The momentum of the market is broken with the domestic political environment, says Nilesh Shah from Axis Direct.
Indian stock markets, which had rallied in January and first half of February after prolonged sluggishness throughout 2012, have again seem to have entered into a bear phase following the recent political uncertainties.
Key benchmark indices on Monday dropped for 7th straight session on political uncertainty surrounding ruling UPA government after the withdrawal of the Dravida Munnetra Kazhagam (DMK) party last week. Adding to the fire, Samajwadi Party (SP) has also threatened to withdraw support to the Congress led UPA government.
"Clearly the momentum of the market is broken with the domestic political environment," Nilesh Shah from Axis Direct told CNBC-TV 18.
"Volatility is definitely unnerving the investors and that is reflected into the domestic investors redemption in the market as well as through mutual fund and insurance companies," Shah added.
He explained that the market is currently polarized, where certain companies in technology, pharma and consumer staple are holding the indices up, small, midcap infrastructure, engineering companies are seeing a good correction. That is also the reason for market being stuck in a range bound trade. Shah remains bullish on defensive sectors like pharmaceutical and information technology in highly volatile environment.
Below is the verbatim transcript of the interview
Q: The political and the global headwinds continue for our market. In your mind which would concern you the most and which would have the potential to drag the market well below the levels we are currently at?
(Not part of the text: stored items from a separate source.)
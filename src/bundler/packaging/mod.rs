//! Script-to-executable packaging with PyInstaller.
//!
//! # Process
//!
//! 1. Check the script exists (nothing is launched otherwise)
//! 2. Remove previous output and work directories for clean builds
//! 3. Write the transient version resource file
//! 4. Run the packaging tool, advancing progress per output line
//! 5. Delete the version resource file, whatever the outcome

pub mod command;
pub mod version_file;

use crate::bundler::{
    builder::tool_detection,
    environment::RuntimeEnvironment,
    error::{Error, Result},
    process::{ProcessRunner, ProgressSink},
    settings::{BuildSettings, ToolchainConfig},
    utils::fs,
};
use command::{BuildPaths, CommandExtras};
use std::{
    path::PathBuf,
    time::{Duration, Instant},
};
use tokio_util::sync::CancellationToken;

/// Progress reported when the packaging tool starts.
pub const PROGRESS_START: f64 = 0.1;

/// Progress never exceeds this until the tool exits.
pub const PROGRESS_CEILING: f64 = 0.9;

const PROGRESS_PER_LINE: f64 = 0.005;

/// Progress after `lines` output lines: monotonic, saturating at [`PROGRESS_CEILING`].
pub fn progress_for_line(lines: usize) -> f64 {
    (PROGRESS_START + lines as f64 * PROGRESS_PER_LINE).min(PROGRESS_CEILING)
}

/// Result of a successful build.
#[derive(Clone, Debug)]
pub struct BuildOutcome {
    /// Expected executable location.
    pub artifact: PathBuf,
    /// Wall-clock duration of the build.
    pub elapsed: Duration,
}

/// Fail with [`Error::Build`] unless the script exists as a file.
pub fn check_script(settings: &BuildSettings) -> Result<()> {
    if settings.script_path.is_file() {
        Ok(())
    } else {
        Err(Error::Build(format!(
            "script not found: {}",
            settings.script_path.display()
        )))
    }
}

/// Converts a script and its settings into an executable.
pub struct BuildStage<'a> {
    config: &'a ToolchainConfig,
    runner: &'a ProcessRunner,
    progress: &'a dyn ProgressSink,
}

impl<'a> BuildStage<'a> {
    /// Stage reporting output to `runner`'s sink and progress to `progress`.
    pub fn new(
        config: &'a ToolchainConfig,
        runner: &'a ProcessRunner,
        progress: &'a dyn ProgressSink,
    ) -> Self {
        Self {
            config,
            runner,
            progress,
        }
    }

    /// Package `settings.script_path` with the environment's packaging tool.
    pub async fn run(
        &self,
        settings: &BuildSettings,
        env: &RuntimeEnvironment,
        cancel: &CancellationToken,
    ) -> Result<BuildOutcome> {
        let started = Instant::now();
        check_script(settings)?;

        let paths = resolve_paths(settings)?;
        let sink = self.runner.log();

        if settings.clean_build {
            sink.write("Cleaning previous build output");
            fs::remove_dir_all(&paths.dist).await?;
            fs::remove_dir_all(&paths.work).await?;
        }
        fs::create_dir_all(&paths.work, false).await?;

        let version_file = version_file::write(settings, &paths.work)?;

        let upx_dir = if settings.compression {
            let found = tool_detection::find_upx_dir(&self.config.upx_program);
            if found.is_none() {
                sink.write("UPX not found on PATH, building without compression");
            }
            found
        } else {
            None
        };

        let tool = env.tool("pyinstaller");
        let extras = CommandExtras {
            version_file: Some(&*version_file),
            upx_dir: upx_dir.as_deref(),
        };
        let command = command::packaging_command(
            &tool,
            settings,
            &paths,
            &extras,
            command::data_separator(),
        );

        sink.write(&format!("Packaging {}", paths.script.display()));
        self.progress.set(PROGRESS_START);

        let progress = self.progress;
        let exit = self
            .runner
            .run_with_progress(&command, cancel, |lines| {
                progress.set(progress_for_line(lines))
            })
            .await;
        self.progress.set(1.0);

        if let Err(e) = version_file.close() {
            log::warn!("Failed to remove version resource file: {e}");
        }

        let code = exit.map_err(|e| match e {
            Error::CommandFailed { command, error } => Error::Build(format!(
                "packaging tool `{command}` could not be started: {error}"
            )),
            other => other,
        })?;

        if code != 0 {
            return Err(Error::Build(format!("packaging tool exited with code {code}")));
        }

        let elapsed = started.elapsed();
        sink.success(&format!("Build completed in {:.1}s", elapsed.as_secs_f64()));

        Ok(BuildOutcome {
            artifact: settings.artifact_in(&paths.dist),
            elapsed,
        })
    }
}

fn resolve_paths(settings: &BuildSettings) -> Result<BuildPaths> {
    Ok(BuildPaths {
        script: fs::absolute(&settings.script_path)?,
        dist: fs::absolute(&settings.output_dir())?,
        work: fs::absolute(&settings.work_dir())?,
        spec: fs::absolute(&settings.working_dir())?,
    })
}

#[cfg(test)]
mod tests {
    use super::*;

    #[test]
    fn progress_is_monotonic_and_capped() {
        let mut last = 0.0;
        for lines in 0..1_000 {
            let value = progress_for_line(lines);
            assert!(value >= last);
            assert!(value <= PROGRESS_CEILING);
            last = value;
        }
        assert_eq!(progress_for_line(0), PROGRESS_START);
        assert_eq!(progress_for_line(10_000), PROGRESS_CEILING);
    }
}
A: Both the forces have similar power. The effect of domestic political environment is going to be heavy on Indian markets, but we cannot afford to ignore what happens in global market. What I read last night Cyprus resolution seems to be nearing to an end. European Union (EU) has extended that USD 10 billion kind of limit and they have taken the cut on the depositors.
Now does this put an end to Cyprus crisis or it boils over to other countries like Greece, Spain, Portugal, Italy? Second is this precedent of taxing depositors, something which will be carried forward into other countries also? Does this result into investors or depositors in weak countries, weak banks trying to move their money into safe banks? All these questions remain unanswered and markets will obviously look forward to that. However as of today from Indian point of view investors will be more focused and bothered about what happens on the domestic political environment. Clearly the momentum of the market is broken with the domestic political environment.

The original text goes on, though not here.